Вот он, непревзойденный мастер! Он не итальянец, не немец. Он принадлежит всем временам и всем эпохам, как разум, поэзия и истина. Он выражает все страсти, все чувства на их собственном языке.
Жорж Санд, писательницаСочинитель «Волшебной флейты» и автор «Фауста», эти два гения-современника определили свою эпоху, предвосхитив в своем творчестве черты новой эпохи. Гете, который был высокого мнения о последней опере Моцарта, будучи режиссером Веймарского театра, ставил «Волшебную флейту» почти что сто раз.

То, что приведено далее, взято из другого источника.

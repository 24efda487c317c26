//! 处理器输出恢复 - 业务能力层
//!
//! 按固定优先级从处理器的 stdout 中恢复结构化数据，命中即停止：
//!
//! 1. **标记 JSON**：独占一行的起止标记之间的所有行
//! 2. **末尾 JSON 行**：倒序找到的第一个以 `{` 开头、以 `}` 结尾的整行
//! 3. **文本扫描**：`key: value` 形式的行，识别 trip / manifest / pro
//!
//! 每一步的 JSON 解析失败都静默进入下一步，不会向调用方抛错。

use once_cell::sync::Lazy;
use regex::Regex;
use serde_json::Value as JsonValue;
use thiserror::Error;
use tracing::debug;

use crate::models::UpstreamDocument;

/// 处理器约定的 JSON 起始标记
pub const JSON_START_MARKER: &str = "--- JSON OUTPUT START ---";
/// 处理器约定的 JSON 结束标记
pub const JSON_END_MARKER: &str = "--- JSON OUTPUT END ---";

/// 值开头的编号（字母、数字、连字符）
static LEADING_IDENTIFIER: Lazy<Regex> =
    Lazy::new(|| Regex::new(r"^#?\s*([A-Za-z0-9][A-Za-z0-9-]*)").expect("valid regex"));

/// 不含冒号、以 PRO 加数字编号开头的行，例如 `PRO123456 - SHORTAGE`
static BARE_PRO_LINE: Lazy<Regex> =
    Lazy::new(|| Regex::new(r"(?i)^pro\s*#?\s*([0-9][A-Za-z0-9-]*)").expect("valid regex"));

/// 恢复策略
#[derive(Debug, Clone, Copy, PartialEq, Eq)]
pub enum RecoveryStrategy {
    MarkerJson,
    TrailingJson,
    TextScan,
}

impl RecoveryStrategy {
    pub fn as_str(self) -> &'static str {
        match self {
            RecoveryStrategy::MarkerJson => "marker-json",
            RecoveryStrategy::TrailingJson => "trailing-json",
            RecoveryStrategy::TextScan => "text-scan",
        }
    }
}

/// 文本扫描得到的 PRO 行
#[derive(Debug, Clone, PartialEq, Eq)]
pub struct TextProEntry {
    pub pro_number: String,
    /// 原始整行，用于追溯
    pub source_line: String,
}

/// 文本扫描结果
#[derive(Debug, Clone, PartialEq, Eq, Default)]
pub struct TextScan {
    pub trip_number: Option<String>,
    pub manifest_number: Option<String>,
    pub pro_entries: Vec<TextProEntry>,
    /// 原始输出（原样保留）
    pub raw_output: String,
}

impl TextScan {
    fn is_empty(&self) -> bool {
        self.trip_number.is_none() && self.manifest_number.is_none() && self.pro_entries.is_empty()
    }
}

/// 恢复出的数据，带上产生它的策略
#[derive(Debug, Clone, PartialEq)]
pub enum RecoveredPayload {
    Structured {
        strategy: RecoveryStrategy,
        document: UpstreamDocument,
    },
    Text(TextScan),
}

impl RecoveredPayload {
    pub fn strategy(&self) -> RecoveryStrategy {
        match self {
            RecoveredPayload::Structured { strategy, .. } => *strategy,
            RecoveredPayload::Text(_) => RecoveryStrategy::TextScan,
        }
    }
}

/// 解析器错误
#[derive(Debug, Clone, Copy, PartialEq, Eq, Error)]
pub enum ParseError {
    #[error("no recoverable payload in processor output")]
    NoRecoverablePayload,
}

/// 按全部三种策略恢复
pub fn recover(stdout: &str) -> Result<RecoveredPayload, ParseError> {
    if let Some(payload) = recover_structured(stdout) {
        return Ok(payload);
    }

    let scan = scan_text(stdout);
    if scan.is_empty() {
        debug!("三种策略均未恢复到数据");
        return Err(ParseError::NoRecoverablePayload);
    }
    debug!(
        "文本扫描: trip={:?}, manifest={:?}, PRO 行 {} 条",
        scan.trip_number,
        scan.manifest_number,
        scan.pro_entries.len()
    );
    Ok(RecoveredPayload::Text(scan))
}

/// 只尝试两种结构化策略（处理器非零退出时使用）
pub fn recover_structured(stdout: &str) -> Option<RecoveredPayload> {
    let lines: Vec<&str> = stdout.lines().collect();

    if let Some(document) = marker_block(&lines).and_then(|block| parse_document(&block)) {
        return Some(RecoveredPayload::Structured {
            strategy: RecoveryStrategy::MarkerJson,
            document,
        });
    }

    if let Some(document) = trailing_json_line(&lines).and_then(parse_document) {
        return Some(RecoveredPayload::Structured {
            strategy: RecoveryStrategy::TrailingJson,
            document,
        });
    }

    None
}

/// 策略 1：起止标记之间的内容
///
/// 标记必须独占一行（允许首尾空白），起始标记严格在结束标记之前
fn marker_block(lines: &[&str]) -> Option<String> {
    let start = lines.iter().position(|line| line.trim() == JSON_START_MARKER)?;
    let end = lines[start + 1..]
        .iter()
        .position(|line| line.trim() == JSON_END_MARKER)?
        + start
        + 1;
    Some(lines[start + 1..end].join("\n"))
}

/// 策略 2：倒序第一个完整的 `{...}` 行，只看这一行
fn trailing_json_line<'a>(lines: &[&'a str]) -> Option<&'a str> {
    lines
        .iter()
        .rev()
        .map(|line| line.trim())
        .find(|line| line.starts_with('{') && line.ends_with('}'))
}

fn parse_document(text: &str) -> Option<UpstreamDocument> {
    let value: JsonValue = match serde_json::from_str(text) {
        Ok(value) => value,
        Err(e) => {
            debug!("JSON 解析失败，尝试下一策略: {}", e);
            return None;
        }
    };
    match UpstreamDocument::classify(value) {
        Some(document) => {
            debug!("识别到 {} 结构", document.schema_name());
            Some(document)
        }
        None => {
            debug!("JSON 结构无法识别，尝试下一策略");
            None
        }
    }
}

/// 策略 3：扫描 `key: value` 行
///
/// - 含冒号的行按逗号拆成若干段，每段在第一个冒号处拆成 key / value
/// - key 小写去空白后依次匹配 `trip`、`manifest`、`pro`
/// - trip / manifest 取第一次出现的值
/// - 每个 PRO 段取值开头的编号，生成一条记录
/// - 不含冒号但以 `PRO` 加数字开头的行，取 `PRO` 之后的编号
/// - 以 `{`、`[` 等开头的 JSON 片段行跳过
pub fn scan_text(output: &str) -> TextScan {
    let mut scan = TextScan {
        raw_output: output.to_string(),
        ..Default::default()
    };

    for line in output.lines().map(str::trim) {
        // JSON 片段不是 key:value 文本
        if line.is_empty() || line.starts_with(['{', '}', '[', '"']) {
            continue;
        }

        if !line.contains(':') {
            if let Some(id) = BARE_PRO_LINE.captures(line).and_then(|caps| caps.get(1)) {
                scan.pro_entries.push(TextProEntry {
                    pro_number: id.as_str().trim_end_matches('-').to_string(),
                    source_line: line.to_string(),
                });
            }
            continue;
        }

        for segment in line.split(',') {
            let Some((key, value)) = segment.split_once(':') else {
                continue;
            };
            let key = key.trim().to_lowercase();
            let value = value.trim();
            if value.is_empty() {
                continue;
            }

            if key.contains("trip") {
                scan.trip_number.get_or_insert_with(|| value.to_string());
            } else if key.contains("manifest") {
                scan.manifest_number.get_or_insert_with(|| value.to_string());
            } else if key.contains("pro") {
                if let Some(pro_number) = leading_identifier(value) {
                    scan.pro_entries.push(TextProEntry {
                        pro_number,
                        source_line: line.to_string(),
                    });
                }
            }
        }
    }

    scan
}

fn leading_identifier(value: &str) -> Option<String> {
    LEADING_IDENTIFIER
        .captures(value.trim())
        .and_then(|caps| caps.get(1))
        .map(|m| m.as_str().trim_end_matches('-').to_string())
        .filter(|id| !id.is_empty())
}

А в 1795 году, спустя четыре года после смерти композитора, он затеял писать к ней продолжение, однако дальше начала второго акта дело не продвинулось. Вместе с тем в замысле Гете видится желание одного художника, опередившего свой век, воздать запоздалую дань другому художнику, в ком он уловил родственные черты.
Преданный секретарь Гете записал 12 февраля 1829 года: «А музыку к «Фаусту» должен был писать Моцарт».
В 1830 году, вспоминая давно почившего композитора, Гете рисовал образ чудо-ребенка, «маленького человечка в парике и при шпаге», который семи лет от роду давал концерты в Кельне. Что это – ностальгическая попытка воссоздать картину эпохи рококо, безвозвратно ушедшей в прошлое? Но чем тогда объяснить те взрывы ярости, которые порой слышатся в музыке Моцарта, и то неистовство, которое так откровенно нарушает эстетические каноны того времени?
Ранним летом 1790 года Моцарт взялся за сочинение музыки к опере «Волшебная флейта», произведению, над которым пришлось поломать голову не одному десятку просвещенных умов. Ни одно из оперных либретто во всей музыкальной литературе не толковалось многими поколениями так противоречиво, как либретто «Волшебной флейты». Действительно проникновенное и проницательное суждение о нем принадлежало И. В. Гете, оброненное как-то в разговоре с Эккерманом 25 января 1827 года: «Лишь бы основной массе зрителей доставило удовольствие очевидное, а от посвященных не укроется высший смысл, как это происходит, например, с «Волшебной флейтой» и множеством других вещей», – сказал «олимпиец», посвященный в тайны «королевского искусства», Эккерману. Более раскрываться он не стал, но чтобы разбудить любопытство, достаточно и этого.